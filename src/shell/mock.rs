//! Recording command runner for tests.
//!
//! `MockRunner` implements [`CommandRunner`] without spawning anything. It
//! records every invocation and can be told to fail commands whose rendered
//! command line contains a given substring.
//!
//! # Example
//!
//! ```
//! use prepare::shell::{CommandRunner, CommandSpec, MockRunner};
//!
//! let runner = MockRunner::new();
//! runner.fail_matching("brew install go");
//!
//! assert!(runner.run(&CommandSpec::brew_install("git")).is_ok());
//! assert!(runner.run(&CommandSpec::brew_install("go")).is_err());
//! assert_eq!(runner.invocations().len(), 2);
//! ```

use std::cell::RefCell;

use crate::error::{PrepareError, Result};

use super::command::{CommandRunner, CommandSpec};

/// Command runner that records invocations instead of spawning processes.
#[derive(Debug, Default)]
pub struct MockRunner {
    invocations: RefCell<Vec<CommandSpec>>,
    failures: RefCell<Vec<String>>,
}

impl MockRunner {
    /// Create a runner where every command succeeds.
    pub fn new() -> Self {
        Self::default()
    }

    /// Fail any command whose rendered command line contains `pattern`.
    pub fn fail_matching(&self, pattern: &str) {
        self.failures.borrow_mut().push(pattern.to_string());
    }

    /// All recorded invocations, in order.
    pub fn invocations(&self) -> Vec<CommandSpec> {
        self.invocations.borrow().clone()
    }

    /// Rendered command lines of all invocations.
    pub fn command_lines(&self) -> Vec<String> {
        self.invocations
            .borrow()
            .iter()
            .map(ToString::to_string)
            .collect()
    }

    /// Whether any invocation's command line contains `needle`.
    pub fn ran(&self, needle: &str) -> bool {
        self.command_lines().iter().any(|line| line.contains(needle))
    }
}

impl CommandRunner for MockRunner {
    fn run(&self, spec: &CommandSpec) -> Result<()> {
        self.invocations.borrow_mut().push(spec.clone());

        let line = spec.to_string();
        if self.failures.borrow().iter().any(|p| line.contains(p)) {
            return Err(PrepareError::CommandFailed {
                command: line,
                code: Some(1),
            });
        }
        Ok(())
    }
}
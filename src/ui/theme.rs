//! Visual theme and styling.

use console::Style;

/// prepare's visual theme.
#[derive(Debug, Clone)]
pub struct PrepareTheme {
    /// Style for success messages (green).
    pub success: Style,
    /// Style for warning messages (orange).
    pub warning: Style,
    /// Style for error messages (red bold).
    pub error: Style,
    /// Style for dim/secondary text such as option hints.
    pub dim: Style,
    /// Style for highlighted/important text (bold).
    pub highlight: Style,
}

impl Default for PrepareTheme {
    fn default() -> Self {
        Self::new()
    }
}

impl PrepareTheme {
    /// Create the default theme.
    pub fn new() -> Self {
        Self {
            success: Style::new().green(),
            warning: Style::new().color256(208),
            error: Style::new().red().bold(),
            dim: Style::new().dim(),
            highlight: Style::new().bold(),
        }
    }

    /// Create a theme without colors (for non-TTY or --no-color).
    pub fn plain() -> Self {
        Self {
            success: Style::new(),
            warning: Style::new(),
            error: Style::new(),
            dim: Style::new(),
            highlight: Style::new(),
        }
    }

    /// Pick the colored or plain theme for the current terminal.
    pub fn detect() -> Self {
        if should_use_colors() {
            Self::new()
        } else {
            Self::plain()
        }
    }

    /// Format a success message (icon + text in green).
    pub fn format_success(&self, msg: &str) -> String {
        format!("{}", self.success.apply_to(format!("✅ {}", msg)))
    }

    /// Format a warning message (icon + text in orange).
    pub fn format_warning(&self, msg: &str) -> String {
        format!("{}", self.warning.apply_to(format!("⚠️  {}", msg)))
    }

    /// Format an error message (icon + text in red bold).
    pub fn format_error(&self, msg: &str) -> String {
        format!("{}", self.error.apply_to(format!("❌ {}", msg)))
    }

    /// Format a menu option with its hint.
    pub fn format_option(&self, label: &str, hint: &str) -> String {
        format!("{} {}", self.highlight.apply_to(label), self.dim.apply_to(hint))
    }
}

/// Check if colors should be enabled.
pub fn should_use_colors() -> bool {
    // Check NO_COLOR env var (https://no-color.org/)
    if std::env::var("NO_COLOR").is_ok() {
        return false;
    }

    // Check if stdout is a TTY
    console::Term::stdout().is_term()
}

-------------------------

Task item ::
The line with "pub fn format_success(&self, msg: &str)" and all the lines after it in the records above are to be output exactly, with nothing added.

Result for this task ::
    pub fn format_success(&self, msg: &str) -> String {
        format!("{}", self.success.apply_to(format!("✅ {}", msg)))
    }

    /// Format a warning message (icon + text in orange).
    pub fn format_warning(&self, msg: &str) -> String {
        format!("{}", self.warning.apply_to(format!("⚠️  {}", msg)))
    }

    /// Format an error message (icon + text in red bold).
    pub fn format_error(&self, msg: &str) -> String {
        format!("{}", self.error.apply_to(format!("❌ {}", msg)))
    }

    /// Format a menu option with its hint.
    pub fn format_option(&self, label: &str, hint: &str) -> String {
        format!("{} {}", self.highlight.apply_to(label), self.dim.apply_to(hint))
    }
}

/// Check if colors should be enabled.
pub fn should_use_colors() -> bool {
    // Check NO_COLOR env var (https://no-color.org/)
    if std::env::var("NO_COLOR").is_ok() {
        return false;
    }

    // Check if stdout is a TTY
    console::Term::stdout().is_term()
}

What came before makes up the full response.